Da sind etwa drei mannshohe monochrome Arbeiten in Pastellfarben, rosa, blau, grün. Wie von Zauberhand steigert sich der Farbverlauf ohne irgendwelche Sprünge von unten nach oben. Offenbar ist die Arbeit in einer Art Wasserbad mit Pigmenten entstanden. Das Ganze ist von einer nicht zu überbietenden Zartheit. Gerade darin liegt die Kraft der Arbeiten. Im gleichen Maße wie sich Eliasson als Autor der Werke zurücknimmt, sieht er die Betrachter als Co-Autoren. Tritt man etwa vor diesen kaum wahrnehmbaren Hauch von Farbe, vermischt sich das Gesehene mit eigenen Empfindungen. Das fast weiße Blatt wird zur Projektionsfläche, wie Eliasson erklärt: "Ich glaube sehr dran, dass die Entmaterialisierung des Erlebnisses es erlaubt, dich selber anders in die Arbeit zu integrieren. Man kann das natürlich diskutieren, vielleicht muss man sich das auch erst trauen."

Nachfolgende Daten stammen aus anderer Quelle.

mod decoder;
mod features;
mod phonation;

pub use decoder::{decode_to_pcm, resample, DecodedAudio};
pub use features::{mfcc, mfcc_mean};
pub use phonation::{f0_contour, smoothed_derivative};
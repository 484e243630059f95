use std::path::{Path, PathBuf};

use async_trait::async_trait;

use crate::domain::AudioFormat;

/// Stages uploaded bytes to a request-scoped file and removes it afterwards.
#[async_trait]
pub trait UploadStore: Send + Sync {
    /// Persist the bytes to a uniquely named file, returning its path.
    /// The extension is derived from `format`, falling back to `.wav`.
    async fn stage(
        &self,
        data: &[u8],
        format: Option<AudioFormat>,
    ) -> Result<PathBuf, UploadStoreError>;

    /// Remove a previously staged file.
    async fn remove(&self, path: &Path) -> Result<(), UploadStoreError>;
}

#[derive(Debug, thiserror::Error)]
pub enum UploadStoreError {
    #[error("staging write failed: {0}")]
    WriteFailed(String),
    #[error("staging cleanup failed: {0}")]
    RemoveFailed(String),
}
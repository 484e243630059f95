use phonoscreen::application::ports::{DetectorError, PathologyDetector};
use phonoscreen::infrastructure::detectors::MfccMatrixDetector;

use crate::helpers;

use super::write_weights;

fn conv_weights(path: &std::path::Path) {
    write_weights(
        path,
        &[
            ("conv1.weight", &[8, 1, 3, 3]),
            ("conv1.bias", &[8]),
            ("conv2.weight", &[16, 8, 3, 3]),
            ("conv2.bias", &[16]),
            ("out.weight", &[1, 16]),
            ("out.bias", &[1]),
        ],
    );
}

#[tokio::test]
async fn given_short_clip_when_predicting_then_padded_input_yields_probability() {
    let dir = tempfile::tempdir().expect("tempdir");
    let weights = dir.path().join("mfcc_conv.safetensors");
    conv_weights(&weights);

    // Well under 2095 frames; the adapter zero-pads the time axis.
    let clip = dir.path().join("clip.wav");
    std::fs::write(&clip, helpers::wav_bytes(&helpers::sine(300.0, 8_000, 0.3), 8_000))
        .expect("write clip");

    let detector = MfccMatrixDetector::load(&weights).expect("load");
    let score = detector.predict(&clip, None).await.expect("predict");

    assert!(score.is_finite());
    assert!(score > 0.0 && score < 1.0);
}

#[tokio::test]
async fn given_unreadable_audio_when_predicting_then_decoding_error() {
    let dir = tempfile::tempdir().expect("tempdir");
    let weights = dir.path().join("mfcc_conv.safetensors");
    conv_weights(&weights);

    let clip = dir.path().join("clip.wav");
    std::fs::write(&clip, b"not audio at all").expect("write clip");

    let detector = MfccMatrixDetector::load(&weights).expect("load");
    let result = detector.predict(&clip, None).await;

    assert!(matches!(result, Err(DetectorError::Decoding(_))));
}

Physikalische Gesetze visualisiert durch Kunst
Für eine andere Arbeit hat Eliasson nichts weiter als eine Lichtquelle am Boden installiert. Geht man vorbei, wird der eigene Schatten auf die gegenüberliegende Wand projiziert. Nun ist es am Betrachter mit seinem Körper zu malen, seine Silhouette zu verändern, die Hände zu heben, zu tanzen … . Ein Effekt, der weithin bekannt ist. Doch in der Ausstellung kann man ihn einmal frei ausleben. Immer wieder machen Eliassons Kunstwerke nichts anderes als physikalische Gesetze, also gewissermaßen die Grundlagen unserer Welt, zu visualisieren. So zeigen die Gletscher-Bilder nicht nur schön verlaufende Farbspiele, sondern sie machen den für die meisten Menschen eher abstrakten Prozess von Schmelzen und Verdunstung sichtbar und erlebbar.

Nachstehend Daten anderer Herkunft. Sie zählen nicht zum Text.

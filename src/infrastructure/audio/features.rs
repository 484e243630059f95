//! Mel-frequency cepstral coefficient extraction.
//!
//! Hann-windowed power spectra over a radix-2 FFT, a triangular mel
//! filterbank, log compression, then an orthonormal DCT-II. Trained-model
//! math lives in the detectors; this module is preprocessing only.

use std::f32::consts::PI;

use ndarray::{Array2, Axis};

use crate::application::ports::DetectorError;

pub const N_FFT: usize = 2048;
pub const HOP_LENGTH: usize = 512;

const N_MELS: usize = 40;
const LOG_FLOOR: f32 = 1e-10;

/// MFCC matrix, frames x coefficients.
pub fn mfcc(
    samples: &[f32],
    sample_rate: u32,
    n_mfcc: usize,
) -> Result<Array2<f32>, DetectorError> {
    if samples.is_empty() {
        return Err(DetectorError::FeatureExtraction(
            "no audio samples".to_string(),
        ));
    }
    if n_mfcc == 0 || n_mfcc > N_MELS {
        return Err(DetectorError::FeatureExtraction(format!(
            "unsupported coefficient count: {}",
            n_mfcc
        )));
    }

    // Center-pad so the first frame straddles the first sample.
    let mut padded = vec![0.0f32; samples.len() + N_FFT];
    padded[N_FFT / 2..N_FFT / 2 + samples.len()].copy_from_slice(samples);

    let n_frames = 1 + (padded.len() - N_FFT) / HOP_LENGTH;
    let n_bins = N_FFT / 2 + 1;

    let window = hann_window(N_FFT);
    let filterbank = mel_filterbank(sample_rate, N_MELS, N_FFT);
    let dct = dct_matrix(n_mfcc, N_MELS);

    let mut out = Array2::<f32>::zeros((n_frames, n_mfcc));
    let mut re = vec![0.0f32; N_FFT];
    let mut im = vec![0.0f32; N_FFT];
    let mut power = vec![0.0f32; n_bins];
    let mut log_mel = vec![0.0f32; N_MELS];

    for frame in 0..n_frames {
        let start = frame * HOP_LENGTH;
        for i in 0..N_FFT {
            re[i] = padded[start + i] * window[i];
            im[i] = 0.0;
        }

        fft_in_place(&mut re, &mut im);

        for (k, p) in power.iter_mut().enumerate() {
            *p = re[k] * re[k] + im[k] * im[k];
        }

        for (m, filter) in filterbank.iter().enumerate() {
            let energy: f32 = filter.iter().zip(&power).map(|(w, p)| w * p).sum();
            log_mel[m] = (energy + LOG_FLOOR).ln();
        }

        for (c, row) in dct.iter().enumerate() {
            out[[frame, c]] = row.iter().zip(&log_mel).map(|(d, e)| d * e).sum();
        }
    }

    Ok(out)
}

/// 1 x `n_mfcc` feature row: the MFCC matrix averaged over the time axis.
pub fn mfcc_mean(
    samples: &[f32],
    sample_rate: u32,
    n_mfcc: usize,
) -> Result<Vec<f32>, DetectorError> {
    let matrix = mfcc(samples, sample_rate, n_mfcc)?;
    let mean = matrix.mean_axis(Axis(0)).ok_or_else(|| {
        DetectorError::FeatureExtraction("empty feature matrix".to_string())
    })?;
    Ok(mean.to_vec())
}

fn hann_window(n: usize) -> Vec<f32> {
    (0..n)
        .map(|i| 0.5 - 0.5 * (2.0 * PI * i as f32 / n as f32).cos())
        .collect()
}

fn hz_to_mel(hz: f32) -> f32 {
    2595.0 * (1.0 + hz / 700.0).log10()
}

fn mel_to_hz(mel: f32) -> f32 {
    700.0 * (10.0f32.powf(mel / 2595.0) - 1.0)
}

/// Triangular filters over the FFT bins, `n_mels` x (n_fft / 2 + 1).
fn mel_filterbank(sample_rate: u32, n_mels: usize, n_fft: usize) -> Vec<Vec<f32>> {
    let n_bins = n_fft / 2 + 1;
    let max_mel = hz_to_mel(sample_rate as f32 / 2.0);

    let mel_points: Vec<f32> = (0..n_mels + 2)
        .map(|i| mel_to_hz(max_mel * i as f32 / (n_mels + 1) as f32))
        .collect();

    let bin_hz = sample_rate as f32 / n_fft as f32;

    let mut bank = vec![vec![0.0f32; n_bins]; n_mels];
    for (m, filter) in bank.iter_mut().enumerate() {
        let lower = mel_points[m];
        let center = mel_points[m + 1];
        let upper = mel_points[m + 2];

        for (k, weight) in filter.iter_mut().enumerate() {
            let freq = k as f32 * bin_hz;
            if freq > lower && freq < center {
                *weight = (freq - lower) / (center - lower);
            } else if freq >= center && freq < upper {
                *weight = (upper - freq) / (upper - center);
            }
        }
    }
    bank
}

/// Orthonormal DCT-II basis, `n_mfcc` x `n_mels`.
fn dct_matrix(n_mfcc: usize, n_mels: usize) -> Vec<Vec<f32>> {
    let mut basis = vec![vec![0.0f32; n_mels]; n_mfcc];
    for (k, row) in basis.iter_mut().enumerate() {
        let scale = if k == 0 {
            (1.0 / n_mels as f32).sqrt()
        } else {
            (2.0 / n_mels as f32).sqrt()
        };
        for (n, value) in row.iter_mut().enumerate() {
            *value = scale * (PI / n_mels as f32 * (n as f32 + 0.5) * k as f32).cos();
        }
    }
    basis
}

/// In-place iterative radix-2 Cooley-Tukey. Length must be a power of two.
fn fft_in_place(re: &mut [f32], im: &mut [f32]) {
    let n = re.len();
    debug_assert!(n.is_power_of_two());

    let mut j = 0;
    for i in 1..n {
        let mut bit = n >> 1;
        while j & bit != 0 {
            j ^= bit;
            bit >>= 1;
        }
        j |= bit;
        if i < j {
            re.swap(i, j);
            im.swap(i, j);
        }
    }

    let mut len = 2;
    while len <= n {
        let angle = -2.0 * PI / len as f32;
        let (w_re, w_im) = (angle.cos(), angle.sin());
        let mut base = 0;
        while base < n {
            let (mut cur_re, mut cur_im) = (1.0f32, 0.0f32);
            for k in 0..len / 2 {
                let (u_re, u_im) = (re[base + k], im[base + k]);
                let (t_re, t_im) = (re[base + k + len / 2], im[base + k + len / 2]);
                let v_re = t_re * cur_re - t_im * cur_im;
                let v_im = t_re * cur_im + t_im * cur_re;

                re[base + k] = u_re + v_re;
                im[base + k] = u_im + v_im;
                re[base + k + len / 2] = u_re - v_re;
                im[base + k + len / 2] = u_im - v_im;

                let next_re = cur_re * w_re - cur_im * w_im;
                cur_im = cur_re * w_im + cur_im * w_re;
                cur_re = next_re;
            }
            base += len;
        }
        len <<= 1;
    }
}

In einer frühen Serie, die Eliasson gemeinsam mit seinem Vater geschaffen hat, versuchte er, die Wellenbewegung bzw. die Erdrotation zeichnerisch zu erfassen: "Die Wellenzeichnungen sind ja mit einem Papier auf einem Fischerboot, wo mein Vater gearbeitet hat, entstanden. Er hat ein Papier auf einen Tisch gelegt und darauf eine Kugel mit Tinte. Wenn sich das Boot auf den Wellen hin- und herbewegt hat, hat sich die Kugel bewegt und so ist eine Zeichnung entstanden. Es ist, als würde das Meer das Schiff als Stift verwenden und aus der Perspektive des Meeres eine Zeichnung machen."
Olafur Eliasson ist einer der populärsten Künstler der Gegenwart, seine Arbeiten sind leicht zugänglich. Doch seine Kunst besteht eben nicht nur aus schönen Farbverläufen, dekorativ angeordneten Linien und lustigen Einfällen. Eliassons Arbeiten sind immer auch tiefgreifende Auseinandersetzungen mit der Frage, was Kunst kann. Eliassons Kunst zum Beispiel macht Welt sinnlich erlebbar. Und was gibt es Schöneres?
Die Ausstellung: Olafur Eliasson. WASSERfarben ist bis 2. September in der Pinakothek der Moderne zu sehen.